* _TASK INPUT_
== == ==

use chrono::{Duration, NaiveDate};
use rust_decimal::Decimal;
use serde::Serialize;

use crate::error::{EarningsError, Result};
use crate::models::registry::{checked_sum, EarningEntry};

pub const WEEKLY_WINDOW_DAYS: i64 = 7;
/// Fixed trailing window, not the calendar month
pub const MONTHLY_WINDOW_DAYS: i64 = 30;

#[derive(Debug, Clone, Copy, PartialEq, Eq, Serialize)]
pub struct Rollups {
    pub weekly: Decimal,
    pub monthly: Decimal,
    pub total: Decimal,
}

/// Sum a ledger into weekly, monthly and all-time totals as of `as_of`.
///
/// A windowed rollup covers `[as_of - N days, as_of]`, both ends inclusive.
/// Entries dated after `as_of` count toward `total` only. When the window
/// start falls before the earliest representable date it has no lower bound.
pub fn compute_rollups(entries: &[EarningEntry], as_of: NaiveDate) -> Result<Rollups> {
    Ok(Rollups {
        weekly: window_sum(entries, as_of, WEEKLY_WINDOW_DAYS)?,
        monthly: window_sum(entries, as_of, MONTHLY_WINDOW_DAYS)?,
        total: checked_sum(entries.iter().map(|e| e.amount))
            .ok_or_else(|| EarningsError::Overflow("ledger total".to_string()))?,
    })
}

fn window_sum(entries: &[EarningEntry], as_of: NaiveDate, days: i64) -> Result<Decimal> {
    let start = as_of.checked_sub_signed(Duration::days(days));

    checked_sum(
        entries
            .iter()
            .filter(|e| start.is_none_or(|start| e.date >= start) && e.date <= as_of)
            .map(|e| e.amount),
    )
    .ok_or_else(|| EarningsError::Overflow(format!("{}-day rollup", days)))
}
use axum::{extract::State, Json};
use tracing::info;

use crate::handlers::api_error::{api_error, ApiError};
use crate::models::catalog::{CatalogListResponse, SelectPlatformsRequest, CATALOG};
use crate::models::earnings::PlatformsResponse;
use crate::services::registry::{initialize_registry, load_or_seed_registry, resolve_selection};
use crate::AppState;

pub async fn hello() -> &'static str {
    "Gig earnings tracker is running"
}

/// GET /api/catalog
pub async fn get_catalog() -> Json<CatalogListResponse> {
    Json(CATALOG.to_vec())
}

/// POST /api/platforms/select
///
/// Replaces the stored registry (and every ledger in it) with the selection.
pub async fn select_platforms(
    State(state): State<AppState>,
    Json(payload): Json<SelectPlatformsRequest>,
) -> Result<Json<PlatformsResponse>, ApiError> {
    let selected = resolve_selection(&payload.platform_ids).map_err(api_error)?;

    let _guard = state.write_gate.lock().await;
    let registry = initialize_registry(state.store.as_ref(), &state.registry_key, &selected)
        .await
        .map_err(api_error)?;

    info!(selected = selected.len(), "Platform selection saved");

    PlatformsResponse::try_from(&registry)
        .map(Json)
        .map_err(api_error)
}

/// GET /api/platforms
///
/// Home view: every tracked platform with its running total, plus the
/// grand total. Seeds the full catalog on first use.
pub async fn get_platforms(
    State(state): State<AppState>,
) -> Result<Json<PlatformsResponse>, ApiError> {
    let _guard = state.write_gate.lock().await;
    let registry = load_or_seed_registry(state.store.as_ref(), &state.registry_key, &CATALOG)
        .await
        .map_err(api_error)?;

    PlatformsResponse::try_from(&registry)
        .map(Json)
        .map_err(api_error)
}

== == ==

* _TASK DESCRIPTION_
Please return every line of the records that contains the word "SelectPlatformsRequest".

* _RESPONSE_
use crate::models::catalog::{CatalogListResponse, SelectPlatformsRequest, CATALOG};
    Json(payload): Json<SelectPlatformsRequest>,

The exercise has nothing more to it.